Op 1 mei 1826 bood het bestuur van de Verenigd Koninkrijk der Nederlanden Lemaire een positie als buitengewoon hoogleraar aan de wetenschapsfaculteit van de Rijksuniversiteit te Gent aan. Hij was er een van de weinige niet-buitenlanders - een Gentenaar bovendien. De universiteiten van de Zuidelijke Nederlanden kampten immers met een gebrek aan geschikte kandidaat-hoogleraren in de eigen streek, waar de overheid veelal over de regionale grenzen heen naar talent op zoek moest. Toen bij de Belgische onafhankelijkheid de Gentse faculteit werd afgeschaft, werd Lemaire, in tegenstelling tot heel van zijn niet-Belgische collega's, door de voorlopige regering aangezocht om als buitengewoon hoogleraar aan te blijven. Hij stemde toe en werd verplaatst naar de Rijksuniversiteit van Luik om er wiskunde te doceren. Bij koninklijk besluit van 6 december 1835 werd hij er als gewoon hoogleraar benoemd voor de hogere analyse, de analytische mechanica en de waarschijnlijkheidsleer.
Op 3 september 1838 werd Lemaire voor het academiejaar 1838-39 benoemd tot rector van de Luikse universiteit en bij de oprichting van de Speciale Scholen voor de vorming van mijningenieurs werd hij belast met de functie van studie-inspecteur van de voorbereidende scholen. Naast deze functie was hij nog lid van de raad van beheer van de normaalschool en lid van verschillende commissies. Hij werd zodanig in beslag genomen door zijn didactische en administratieve opdrachten, dat hij op zuiver wetenschappelijk gebied niets meer presteerde.
In 1846 besloot hij, zowel om gezondheidsredenen (hij was namelijk bijzonder zwaarlijvig geworden) als om zijn grote voorliefde voor en kennis van de Italiaanse literatuur, om Italië te bezoeken. Deze reis bleek echter zwaar en volledig uitgeput keerde hij terug. In 1847 werd hij tot het emeritaat toegelaten. Hij overleed op 31 oktober 1852 te Geraardsbergen, waar hij naar toe was gegaan om er hydrotherapie te volgen.
Bibliografie
- Hendrik Deelstra, De School van Kunsten en Ambachten (1826-1835) aan de Gentse Universiteit, in: Uit het verleden van de R.U.G., nr. 5, Gent: Archief R.U.G., 1977, 67 blz.

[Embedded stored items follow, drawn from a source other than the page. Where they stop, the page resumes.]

use tch::{nn, Tensor};

use crate::config::BiMambaConfig;
use crate::torch::drop_path::DropPath;
use crate::torch::mixer::{MixerBuilder, SequenceMixer};
use crate::torch::norm::{add_norm, AddNorm};
use crate::torch::ssm::InferenceCache;

/// Residual unit: add-norm, then the sequence mixer.
#[derive(Debug)]
pub struct MixerBlock {
    mixer: Box<dyn SequenceMixer>,
    add_norm: Box<dyn AddNorm>,
    drop_path: DropPath,
    layer_idx: usize,
}

impl MixerBlock {
    pub fn new(
        mixer: Box<dyn SequenceMixer>,
        add_norm: Box<dyn AddNorm>,
        drop_path: DropPath,
        layer_idx: usize,
    ) -> Self {
        Self {
            mixer,
            add_norm,
            drop_path,
            layer_idx,
        }
    }

    pub fn layer_idx(&self) -> usize {
        self.layer_idx
    }

    pub fn drop_path(&self) -> DropPath {
        self.drop_path
    }

    /// `hidden` is the previous block's mixer output (or the embedded input
    /// when `residual` is `None`). Returns `(mixer output, residual)`.
    pub fn forward(
        &self,
        hidden: &Tensor,
        residual: Option<&Tensor>,
        cache: Option<&mut InferenceCache>,
        train: bool,
    ) -> (Tensor, Tensor) {
        let hidden = match residual {
            Some(_) => self.drop_path.forward(hidden, train),
            None => hidden.shallow_clone(),
        };
        let (normed, residual) = self.add_norm.forward(&hidden, residual);
        (self.mixer.forward(&normed, cache), residual)
    }
}

/// One configured block for depth index `layer_idx`.
pub fn create_block(
    p: &nn::Path,
    cfg: &BiMambaConfig,
    mixers: &dyn MixerBuilder,
    layer_idx: usize,
    drop_path: f64,
) -> MixerBlock {
    let mixer = mixers.build(&(p / "mixer"), cfg.embed_dim, layer_idx);
    let add_norm = add_norm(
        &(p / "norm"),
        cfg.add_norm,
        cfg.norm,
        cfg.embed_dim,
        cfg.norm_epsilon,
        cfg.residual_in_fp32,
    );
    MixerBlock::new(mixer, add_norm, DropPath::new(drop_path), layer_idx)
}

- Ferdinand Loise, Lemaire (Jean-François)" in Biographie Nationale, vol. 11, Brussel, 1890-91, kol. 771-782.
- "Lemaire (Jean-François)", in: Alphonse Le Roy, L'Université de Liège depuis sa fondation, Luik, J.-G. Carmanne, 1869, kol. 391-397.
- A.C. De Cuyper, Notice sur Jean François Lemaire, Luik: J. Desoer, 1853, 16p.